_Work request_
Copy every line that holds the string "doubled" from the data below.

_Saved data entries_
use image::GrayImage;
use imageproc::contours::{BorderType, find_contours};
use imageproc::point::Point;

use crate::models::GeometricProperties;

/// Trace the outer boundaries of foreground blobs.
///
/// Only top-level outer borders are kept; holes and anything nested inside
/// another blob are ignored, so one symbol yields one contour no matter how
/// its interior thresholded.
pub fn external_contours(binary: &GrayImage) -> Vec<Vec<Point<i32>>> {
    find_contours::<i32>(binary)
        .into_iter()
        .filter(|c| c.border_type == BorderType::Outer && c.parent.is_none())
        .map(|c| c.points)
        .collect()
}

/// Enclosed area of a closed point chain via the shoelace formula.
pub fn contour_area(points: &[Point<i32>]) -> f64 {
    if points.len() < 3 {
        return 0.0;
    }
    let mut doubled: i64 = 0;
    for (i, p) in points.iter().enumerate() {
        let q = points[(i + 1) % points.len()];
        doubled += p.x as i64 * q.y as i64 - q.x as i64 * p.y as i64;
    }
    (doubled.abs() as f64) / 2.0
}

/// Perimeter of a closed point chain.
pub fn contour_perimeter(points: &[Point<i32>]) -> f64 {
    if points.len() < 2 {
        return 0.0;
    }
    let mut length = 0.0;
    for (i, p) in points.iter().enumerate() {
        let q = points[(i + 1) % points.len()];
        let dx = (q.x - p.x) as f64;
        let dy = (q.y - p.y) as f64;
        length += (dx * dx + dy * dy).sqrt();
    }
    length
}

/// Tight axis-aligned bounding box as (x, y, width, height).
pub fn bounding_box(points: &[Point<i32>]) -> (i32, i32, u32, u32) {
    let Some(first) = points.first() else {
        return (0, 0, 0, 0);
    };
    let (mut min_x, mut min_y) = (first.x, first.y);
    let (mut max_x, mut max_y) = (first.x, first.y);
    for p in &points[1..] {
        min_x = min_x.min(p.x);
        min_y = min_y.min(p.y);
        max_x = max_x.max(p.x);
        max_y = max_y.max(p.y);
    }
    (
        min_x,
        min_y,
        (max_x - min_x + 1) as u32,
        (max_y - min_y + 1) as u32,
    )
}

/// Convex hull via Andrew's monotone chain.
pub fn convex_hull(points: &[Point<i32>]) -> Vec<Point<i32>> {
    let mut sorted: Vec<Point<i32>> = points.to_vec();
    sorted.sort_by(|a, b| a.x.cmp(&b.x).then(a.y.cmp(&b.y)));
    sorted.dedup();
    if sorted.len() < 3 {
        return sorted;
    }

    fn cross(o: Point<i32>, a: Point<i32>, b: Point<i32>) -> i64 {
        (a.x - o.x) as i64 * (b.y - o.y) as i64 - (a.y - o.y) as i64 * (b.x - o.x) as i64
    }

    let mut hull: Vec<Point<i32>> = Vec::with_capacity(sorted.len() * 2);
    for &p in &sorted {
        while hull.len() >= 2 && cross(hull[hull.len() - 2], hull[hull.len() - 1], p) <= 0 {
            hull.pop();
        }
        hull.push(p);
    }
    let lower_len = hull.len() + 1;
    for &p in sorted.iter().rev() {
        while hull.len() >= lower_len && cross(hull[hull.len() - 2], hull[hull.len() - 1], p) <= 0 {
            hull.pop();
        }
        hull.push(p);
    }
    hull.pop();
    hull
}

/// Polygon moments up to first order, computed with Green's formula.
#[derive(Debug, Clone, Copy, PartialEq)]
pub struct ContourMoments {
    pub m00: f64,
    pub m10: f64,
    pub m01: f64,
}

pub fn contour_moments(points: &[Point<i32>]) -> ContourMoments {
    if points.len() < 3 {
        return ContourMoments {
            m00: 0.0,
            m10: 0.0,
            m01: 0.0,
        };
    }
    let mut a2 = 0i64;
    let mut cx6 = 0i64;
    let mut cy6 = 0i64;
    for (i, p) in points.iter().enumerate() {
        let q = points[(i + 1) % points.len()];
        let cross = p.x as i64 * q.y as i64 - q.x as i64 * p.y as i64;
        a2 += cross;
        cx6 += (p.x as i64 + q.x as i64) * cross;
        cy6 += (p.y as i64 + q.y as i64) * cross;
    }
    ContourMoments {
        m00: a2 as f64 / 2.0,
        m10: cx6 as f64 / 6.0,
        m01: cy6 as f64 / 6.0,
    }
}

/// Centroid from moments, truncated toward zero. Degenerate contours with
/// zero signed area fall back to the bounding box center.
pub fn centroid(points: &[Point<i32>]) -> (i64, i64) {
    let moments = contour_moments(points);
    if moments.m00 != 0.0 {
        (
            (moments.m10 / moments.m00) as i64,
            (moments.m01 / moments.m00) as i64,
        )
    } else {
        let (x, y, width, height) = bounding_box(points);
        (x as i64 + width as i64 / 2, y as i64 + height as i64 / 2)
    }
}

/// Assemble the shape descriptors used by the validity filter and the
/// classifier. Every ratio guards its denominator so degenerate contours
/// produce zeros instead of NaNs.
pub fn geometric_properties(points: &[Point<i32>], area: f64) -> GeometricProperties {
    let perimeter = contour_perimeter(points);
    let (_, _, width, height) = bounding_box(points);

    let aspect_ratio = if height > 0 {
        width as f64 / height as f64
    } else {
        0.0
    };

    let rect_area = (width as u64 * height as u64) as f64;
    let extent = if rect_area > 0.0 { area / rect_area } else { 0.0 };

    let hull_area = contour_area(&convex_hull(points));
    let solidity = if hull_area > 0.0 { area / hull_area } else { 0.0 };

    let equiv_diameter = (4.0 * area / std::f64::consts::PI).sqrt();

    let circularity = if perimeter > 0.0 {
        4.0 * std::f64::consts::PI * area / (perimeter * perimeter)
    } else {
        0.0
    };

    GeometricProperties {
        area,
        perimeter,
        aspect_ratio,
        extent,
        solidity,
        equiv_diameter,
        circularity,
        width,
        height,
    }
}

...

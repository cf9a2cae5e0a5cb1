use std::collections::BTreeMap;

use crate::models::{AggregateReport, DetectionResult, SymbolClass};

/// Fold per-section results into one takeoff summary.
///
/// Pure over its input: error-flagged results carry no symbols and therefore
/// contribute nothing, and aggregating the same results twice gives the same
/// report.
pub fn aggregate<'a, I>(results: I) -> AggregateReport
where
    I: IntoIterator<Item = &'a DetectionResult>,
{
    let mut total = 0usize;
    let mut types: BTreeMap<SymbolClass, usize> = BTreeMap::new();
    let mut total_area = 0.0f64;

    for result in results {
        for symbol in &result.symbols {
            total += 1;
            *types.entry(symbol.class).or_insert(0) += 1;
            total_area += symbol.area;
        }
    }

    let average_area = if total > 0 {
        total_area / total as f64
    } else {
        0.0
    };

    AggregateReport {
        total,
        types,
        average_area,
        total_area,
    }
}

_Result below_
    let mut doubled: i64 = 0;
        doubled += p.x as i64 * q.y as i64 - q.x as i64 * p.y as i64;
    (doubled.abs() as f64) / 2.0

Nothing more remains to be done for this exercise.